New Labour’s narrative lives on
September 30, 2011
Almost eighteen months ago the Labour Party plunged to electoral defeat. At 29.8 per cent its share of the British vote was its second lowest since the war and smaller still than the Conservatives had achieved in our 1997 and 2001 debacles. Normally such a drubbing represents a seismic shift profoundly shaking up the direction of British politics. Strangely this has not happened.
Indeed the New Labour narrative still predominates amongst the media and vast tracts of the UK population. Speak to most people under the age of forty and their world view goes something like this: the 1980s was a decade of industrial strife, privation outside southern England and poorly thought-through service cuts. The 1990s was a period of economic incompetence (Black Wednesday), sleaze, corruption and moral decay. From 1997 the Labour Party rode to the rescue, invested in public services and ran the economy “for the many, not the few”. By 2010 it was time for a change as the greedy bankers and international corporations (the beneficiaries of the 1980s Thatcher reforms) caused a colossal recession in which those working in and reliant on the public services are innocent victims. This commonly-held analysis emphasises the magnitude of the task ahead for Conservatives in persuading the electorate of the right route out of the national economic crisis. In part this has been self-inflicted.

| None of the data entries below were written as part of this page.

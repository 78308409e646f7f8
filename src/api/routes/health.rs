//! Health Routes
//!
//! Health check endpoints for monitoring and Kubernetes probes.
//!
//! - GET /health/live - Liveness probe (process is alive)
//! - GET /health/ready - Readiness probe (ready to accept relay sessions)
//! - GET /health - Full health status

use axum::{extract::State, http::StatusCode, Json};
use std::sync::Arc;

use crate::api::dto::HealthResponse;
use crate::api::state::AppState;

/// GET /health/live
///
/// Kubernetes liveness probe.
/// Returns 200 if the process is alive, no dependency checks.
pub async fn liveness() -> StatusCode {
    StatusCode::OK
}

/// GET /health/ready
///
/// Kubernetes readiness probe.
/// Returns 503 while the relay session limit is reached or shutdown has
/// begun.
pub async fn readiness(State(state): State<Arc<AppState>>) -> StatusCode {
    if accepting_sessions(&state).await {
        StatusCode::OK
    } else {
        StatusCode::SERVICE_UNAVAILABLE
    }
}

/// GET /health
///
/// Full health status with component details.
pub async fn full_health(State(state): State<Arc<AppState>>) -> Json<HealthResponse> {
    let accepting = accepting_sessions(&state).await;
    let influx_configured = state.influx.is_configured();

    let status = if accepting && influx_configured {
        "healthy"
    } else {
        "degraded"
    };

    Json(HealthResponse {
        status: status.to_string(),
        broker: state.relay.broker(),
        influx: if influx_configured {
            "configured"
        } else {
            "not_configured"
        }
        .to_string(),
        active_sessions: state.session_count().await,
        max_sessions: state.relay.registry().max_sessions(),
        auth_enabled: state.auth.is_enabled(),
        uptime_seconds: state.uptime_seconds(),
        version: env!("CARGO_PKG_VERSION").to_string(),
    })
}

async fn accepting_sessions(state: &AppState) -> bool {
    !state.relay.shutdown_token().is_cancelled() && !state.relay.registry().at_capacity().await
}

Responding to the previous decade in which political discourse had become a relentless public relations exercise, for much of the last parliament we offered change (only of personnel) alongside continuity in policy (“sticking to Labour’s spending plans” and “sharing the proceeds of growth”). The entire elite political class colluded in a failure during the last election campaign to level with the British public on the tough economic choices that lay ahead. For Labour’s part they are now able to sit happily on the sidelines and blame the coalition government for everything they postponed addressing. However, even now domestic politics continues largely to be defined by New Labour’s rhetoric, with any commitment to cutting public spending being sold on the grounds of necessity rather than natural Conservative instincts for a smaller, more efficient state.
Too seldom do we hear the moral case that it is wrong for today’s generation of Britons to over-consume and rely upon future generations to foot the bill for this profligacy. The government has yet to challenge conclusively the contention that devoting huge swathes of taxpayer cash to tackling ‘social inequality’ through a lumbering welfare system is more caring than one which believes in empowering the individual. Nor has it sufficiently defended itself against its opponents’ class war politics. Instead we acquiesce in higher taxes on the wealthy without making clear the practical reasons why, in an age of global mobility, the brightest and best of our people will simply leave these shores if their plans to create wealth and promote enterprise are stifled.
The harsh reality is that we are still collectively spending far beyond our means. This year public borrowing is likely once again to exceed £125bn (in stark terms this equates to £1 in every £5 that government spends continuing to be borrowed). Over the past fifteen years the drivers of headline economic growth have been private borrowing (both a property- and credit-driven boom) and huge increases in public spending (financed even before the global economic crisis by unsustainable debt). Complacently this led to the ramping up of public spending up to and well beyond the illusory expansion in the tax base driven by rising property values. If this were not serious enough, the conventional wisdom of the age has promoted a culture of entitlement and demand for ‘fairness’ that exists, unchallenged, to this day. Near zero interest rates in the West have enabled Alice in Wonderland economics to persist. For now.
Here in the UK we must now swiftly end this state of denial over the true state of our national economy. The most destructive delusion that threatens to undermine future prosperity is the keen sense of collective and individual entitlement which was fostered under the last government. This has resulted in every departmental expenditure cut announced during the past year being portrayed by vocal interest groups as unconscionable, unworkable or immoral.
Meanwhile, the politics of envy has returned with a vengeance to domestic political discourse. The urgent task of any government serious about rapid economic recovery is to effect a sea change in these attitudes. In truth the UK and its citizens have an automatic entitlement neither to relentlessly higher living standards nor an ever generous welfare state. The latter was created as a reward after the huge communal efforts of winning a World War, but must now adapt to the rigours of a highly competitive global economy. Lifestyle improvements must be earned if future generations of Britons are to enjoy the opportunities and possibilities that we have for too long taken for granted. Nor does this apply solely to the economy.
Following this summer’s riots, David Cameron returned to one of his earliest (and most authentic and passionate) themes, “The Broken Society”. However, much of his ambitious programme of welfare and community reform is unachievable without the repeal of the Human Rights Act, one of the most toxic pillars of the Blair/Brown legacy. Finally, if one believes much of the media coverage, the spirit of this age is uncompromisingly ugly for those of us who instinctively support capitalism, free markets and global trade. There remains an open hostility (all too frequently expressed by coalition representatives) to banks, bankers, big business, the wealthy, private education, private health and the profit motive. Changing this mindset requires clear-sighted political leadership. As a matter of urgency government needs unapologetically to make the case for individual empowerment, promoting responsibility, efficiency and living within our means.